*About this exercise:* Read the records below. Copy each line where the string "MockInstance" occurs.

Source records
╔══
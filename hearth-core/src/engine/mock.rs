//! Deterministic in-process engine for tests and dry runs.

use super::{EngineInstance, GenerationParams, LoadParams, NativeEngine, TokenStream};
use crate::error::{CoreError, Result};
use async_trait::async_trait;
use futures::StreamExt;
use std::path::Path;
use std::sync::Arc;
use std::sync::atomic::{AtomicU64, Ordering};
use tokio::sync::Semaphore;

#[derive(Default, Debug)]
struct Counters {
    loads: AtomicU64,
    unloads: AtomicU64,
    generations: AtomicU64,
}

/// Mock engine that echoes prompts back as token chunks.
///
/// Artifacts whose file name contains `corrupt` fail to load, which is how
/// tests exercise the sticky `Failed` descriptor path. A generate gate lets
/// tests hold requests in flight while they assert on handle state.
#[derive(Debug)]
pub struct MockEngine {
    counters: Arc<Counters>,
    gate: std::sync::Mutex<Option<Arc<Semaphore>>>,
    load_delay: std::sync::Mutex<Option<std::time::Duration>>,
}

impl MockEngine {
    pub fn new() -> Self {
        Self {
            counters: Arc::new(Counters::default()),
            gate: std::sync::Mutex::new(None),
            load_delay: std::sync::Mutex::new(None),
        }
    }

    /// Make every subsequent `load` sleep this long before returning.
    pub fn set_load_delay(&self, delay: std::time::Duration) {
        *self.load_delay.lock().unwrap() = Some(delay);
    }

    /// Number of successful `load` calls so far.
    pub fn load_count(&self) -> u64 {
        self.counters.loads.load(Ordering::SeqCst)
    }

    /// Number of `unload` calls so far.
    pub fn unload_count(&self) -> u64 {
        self.counters.unloads.load(Ordering::SeqCst)
    }

    /// Number of completed generations so far.
    pub fn generation_count(&self) -> u64 {
        self.counters.generations.load(Ordering::SeqCst)
    }

    /// Make every subsequent generation block until a permit is added to
    /// the returned semaphore.
    pub fn hold_generations(&self) -> Arc<Semaphore> {
        let sem = Arc::new(Semaphore::new(0));
        *self.gate.lock().unwrap() = Some(sem.clone());
        sem
    }
}

impl Default for MockEngine {
    fn default() -> Self {
        Self::new()
    }
}

#[async_trait]
impl NativeEngine for MockEngine {
    fn name(&self) -> &str {
        "mock"
    }

    async fn load(&self, artifact: &Path, _params: &LoadParams) -> Result<Box<dyn EngineInstance>> {
        let name = artifact
            .file_name()
            .map(|n| n.to_string_lossy().to_string())
            .unwrap_or_default();
        if name.contains("corrupt") {
            return Err(CoreError::EngineFailure {
                message: format!("artifact '{name}' is not a valid model file"),
            });
        }
        let delay = *self.load_delay.lock().unwrap();
        if let Some(delay) = delay {
            tokio::time::sleep(delay).await;
        }
        self.counters.loads.fetch_add(1, Ordering::SeqCst);
        let gate = self.gate.lock().unwrap().clone();
        Ok(Box::new(MockInstance {
            name,
            counters: self.counters.clone(),
            gate,
        }))
    }
}

#[derive(Debug)]
struct MockInstance {
    name: String,
    counters: Arc<Counters>,
    gate: Option<Arc<Semaphore>>,
}

#[async_trait]
impl EngineInstance for MockInstance {
    async fn generate(&self, prompt: &str, params: &GenerationParams) -> Result<TokenStream> {
        if let Some(gate) = &self.gate {
            let permit = gate
                .clone()
                .acquire_owned()
                .await
                .map_err(|_| CoreError::EngineFailure {
                    message: "generate gate closed".into(),
                })?;
            // Consume the permit so each release lets exactly one
            // generation through.
            permit.forget();
        }
        self.counters.generations.fetch_add(1, Ordering::SeqCst);

        let mut tokens: Vec<String> = vec![format!("[{}] ", self.name)];
        tokens.extend(
            prompt
                .split_whitespace()
                .take(params.max_tokens)
                .map(|w| format!("{w} ")),
        );
        Ok(futures::stream::iter(tokens.into_iter().map(Ok)).boxed())
    }

    async fn unload(&self) {
        self.counters.unloads.fetch_add(1, Ordering::SeqCst);
    }
}
#[cfg(test)]
mod tests {
    use super::*;
    use crate::config::{LifecycleConfig, MonitorConfig, ResourceBudget};
    use crate::engine::{LoadParams, MockEngine};
    use crate::monitor::ResourceMonitor;
    use crate::registry::{ModelDescriptor, ModelRegistry};

    struct Fixture {
        coordinator: SessionCoordinator,
        engine: Arc<MockEngine>,
        _dir: tempfile::TempDir,
    }

    fn fixture(budget: ResourceBudget, models: &[(&str, u64)], config: CoordinatorConfig) -> Fixture {
        let dir = tempfile::tempdir().unwrap();
        let registry = Arc::new(ModelRegistry::new());
        for (id, cost) in models {
            let path = dir.path().join(format!("{id}.gguf"));
            std::fs::write(&path, b"weights").unwrap();
            registry
                .register(ModelDescriptor::new(*id, path, *cost))
                .unwrap();
        }
        let monitor = ResourceMonitor::new(
            budget.clone(),
            MonitorConfig {
                staleness_timeout_secs: 3_600,
                ..MonitorConfig::default()
            },
        );
        let engine = Arc::new(MockEngine::new());
        let lifecycle = LifecycleManager::new(
            registry,
            monitor,
            engine.clone(),
            budget,
            LifecycleConfig::default(),
            LoadParams {
                context_length: 2048,
                threads: 0,
            },
        );
        Fixture {
            coordinator: SessionCoordinator::new(lifecycle, config),
            engine,
            _dir: dir,
        }
    }

    fn default_budget() -> ResourceBudget {
        ResourceBudget {
            max_concurrent_models: 2,
            max_memory_mb: 8_192,
            max_accel_memory_mb: 0,
            warning_threshold: 0.75,
            critical_threshold: 0.90,
        }
    }

    #[tokio::test]
    async fn test_submit_loads_binds_and_records_turn() {
        let f = fixture(
            default_budget(),
            &[("a", 1_000)],
            CoordinatorConfig::default(),
        );
        let handle = f
            .coordinator
            .submit("s1", Some("a"), "hello world".into(), GenerationParams::default())
            .unwrap();
        let completion = handle.completion().await.unwrap();
        assert_eq!(completion.model_id, "a");
        assert!(completion.text.contains("hello world"));

        assert_eq!(f.coordinator.bound_model("s1").as_deref(), Some("a"));
        assert_eq!(f.coordinator.session_history("s1").len(), 1);
        assert_eq!(f.coordinator.request_counters(), (1, 0, 0));
    }

    #[tokio::test]
    async fn test_unknown_model_rejected_at_submit() {
        let f = fixture(default_budget(), &[], CoordinatorConfig::default());
        let err = f
            .coordinator
            .submit("s1", Some("ghost"), "hi".into(), GenerationParams::default())
            .unwrap_err();
        assert!(matches!(err, CoreError::UnknownModel { .. }));

        // No explicit id, no binding, no default.
        let err = f
            .coordinator
            .submit("s1", None, "hi".into(), GenerationParams::default())
            .unwrap_err();
        assert!(matches!(err, CoreError::UnknownModel { .. }));
    }

    #[tokio::test]
    async fn test_default_model_serves_unbound_sessions() {
        let f = fixture(
            default_budget(),
            &[("a", 1_000)],
            CoordinatorConfig {
                default_model: Some("a".into()),
                ..CoordinatorConfig::default()
            },
        );
        let handle = f
            .coordinator
            .submit("s1", None, "hi".into(), GenerationParams::default())
            .unwrap();
        let completion = handle.completion().await.unwrap();
        assert_eq!(completion.model_id, "a");
    }

    #[tokio::test]
    async fn test_session_turns_run_in_submission_order() {
        let f = fixture(
            default_budget(),
            &[("a", 1_000)],
            CoordinatorConfig::default(),
        );
        let mut handles = Vec::new();
        for i in 0..5 {
            handles.push(
                f.coordinator
                    .submit("s1", Some("a"), format!("p{i}"), GenerationParams::default())
                    .unwrap(),
            );
        }
        for handle in handles {
            handle.completion().await.unwrap();
        }
        let prompts: Vec<_> = f
            .coordinator
            .session_history("s1")
            .iter()
            .map(|t| t.prompt.clone())
            .collect();
        assert_eq!(prompts, vec!["p0", "p1", "p2", "p3", "p4"]);
    }

    #[tokio::test]
    async fn test_queue_saturation_fails_with_overloaded() {
        let f = fixture(
            default_budget(),
            &[("a", 1_000)],
            CoordinatorConfig {
                max_concurrent_per_model: 1,
                max_queue_wait_ms: 100,
                ..CoordinatorConfig::default()
            },
        );
        let gate = f.engine.hold_generations();

        // One request per session so queueing, not session order, is
        // what serializes them.
        let first = f
            .coordinator
            .submit("s1", Some("a"), "one".into(), GenerationParams::default())
            .unwrap();
        // Give the first request time to occupy the single queue slot.
        tokio::time::sleep(Duration::from_millis(50)).await;
        let second = f
            .coordinator
            .submit("s2", Some("a"), "two".into(), GenerationParams::default())
            .unwrap();

        let err = second.completion().await.unwrap_err();
        assert!(matches!(err, CoreError::Overloaded { .. }));

        gate.add_permits(1);
        first.completion().await.unwrap();
    }

    #[tokio::test]
    async fn test_cancel_before_dispatch() {
        let f = fixture(
            default_budget(),
            &[("a", 1_000)],
            CoordinatorConfig::default(),
        );
        let gate = f.engine.hold_generations();

        let first = f
            .coordinator
            .submit("s1", Some("a"), "one".into(), GenerationParams::default())
            .unwrap();
        // Second turn of the same session waits for the first; cancel it
        // while it is still queued.
        let second = f
            .coordinator
            .submit("s1", Some("a"), "two".into(), GenerationParams::default())
            .unwrap();
        second.cancel();

        gate.add_permits(1);
        first.completion().await.unwrap();
        let err = second.completion().await.unwrap_err();
        assert!(matches!(err, CoreError::RequestCancelled));

        // Only the first turn was dispatched and recorded.
        assert_eq!(f.engine.generation_count(), 1);
        assert_eq!(f.coordinator.session_history("s1").len(), 1);
    }

    #[tokio::test]
    async fn test_hot_swap_rebinds_and_keeps_old_model_resident() {
        let f = fixture(
            default_budget(),
            &[("a", 1_000), ("b", 1_000)],
            CoordinatorConfig::default(),
        );
        f.coordinator
            .submit("s1", Some("a"), "hi".into(), GenerationParams::default())
            .unwrap()
            .completion()
            .await
            .unwrap();

        f.coordinator.rebind_session("s1", "b").await.unwrap();
        assert_eq!(f.coordinator.bound_model("s1").as_deref(), Some("b"));
        // Both stay loaded; the old one just becomes an eviction candidate.
        assert!(f.coordinator.lifecycle().loaded("a").is_some());
        assert!(f.coordinator.lifecycle().loaded("b").is_some());

        let completion = f
            .coordinator
            .submit("s1", None, "again".into(), GenerationParams::default())
            .unwrap()
            .completion()
            .await
            .unwrap();
        assert_eq!(completion.model_id, "b");
    }

    #[tokio::test]
    async fn test_evicted_binding_lazily_reloads() {
        // Budget of one model: using B from another session evicts A.
        let budget = ResourceBudget {
            max_concurrent_models: 1,
            max_memory_mb: 4_096,
            ..default_budget()
        };
        let f = fixture(
            budget,
            &[("a", 2_000), ("b", 2_000)],
            CoordinatorConfig::default(),
        );

        f.coordinator
            .submit("s1", Some("a"), "hi".into(), GenerationParams::default())
            .unwrap()
            .completion()
            .await
            .unwrap();
        f.coordinator
            .submit("s2", Some("b"), "hi".into(), GenerationParams::default())
            .unwrap()
            .completion()
            .await
            .unwrap();
        assert!(f.coordinator.lifecycle().loaded("a").is_none());

        // s1 still resolves to its binding; the next turn reloads A.
        let completion = f
            .coordinator
            .submit("s1", None, "back".into(), GenerationParams::default())
            .unwrap()
            .completion()
            .await
            .unwrap();
        assert_eq!(completion.model_id, "a");
        assert!(f.coordinator.lifecycle().loaded("a").is_some());
        assert_eq!(f.engine.load_count(), 3);
    }

    #[tokio::test]
    async fn test_remove_session_forgets_state() {
        let f = fixture(
            default_budget(),
            &[("a", 1_000)],
            CoordinatorConfig::default(),
        );
        f.coordinator
            .submit("s1", Some("a"), "hi".into(), GenerationParams::default())
            .unwrap()
            .completion()
            .await
            .unwrap();
        assert_eq!(f.coordinator.session_count(), 1);

        assert!(f.coordinator.remove_session("s1"));
        assert!(!f.coordinator.remove_session("s1"));
        assert_eq!(f.coordinator.session_count(), 0);
        assert!(f.coordinator.bound_model("s1").is_none());
    }

    #[tokio::test]
    async fn test_history_window_is_bounded() {
        let f = fixture(
            default_budget(),
            &[("a", 1_000)],
            CoordinatorConfig {
                history_turns: 2,
                ..CoordinatorConfig::default()
            },
        );
        for i in 0..4 {
            f.coordinator
                .submit("s1", Some("a"), format!("p{i}"), GenerationParams::default())
                .unwrap()
                .completion()
                .await
                .unwrap();
        }
        let prompts: Vec<_> = f
            .coordinator
            .session_history("s1")
            .iter()
            .map(|t| t.prompt.clone())
            .collect();
        assert_eq!(prompts, vec!["p2", "p3"]);
    }
}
╚══
*Result:*
        Ok(Box::new(MockInstance {
struct MockInstance {
impl EngineInstance for MockInstance {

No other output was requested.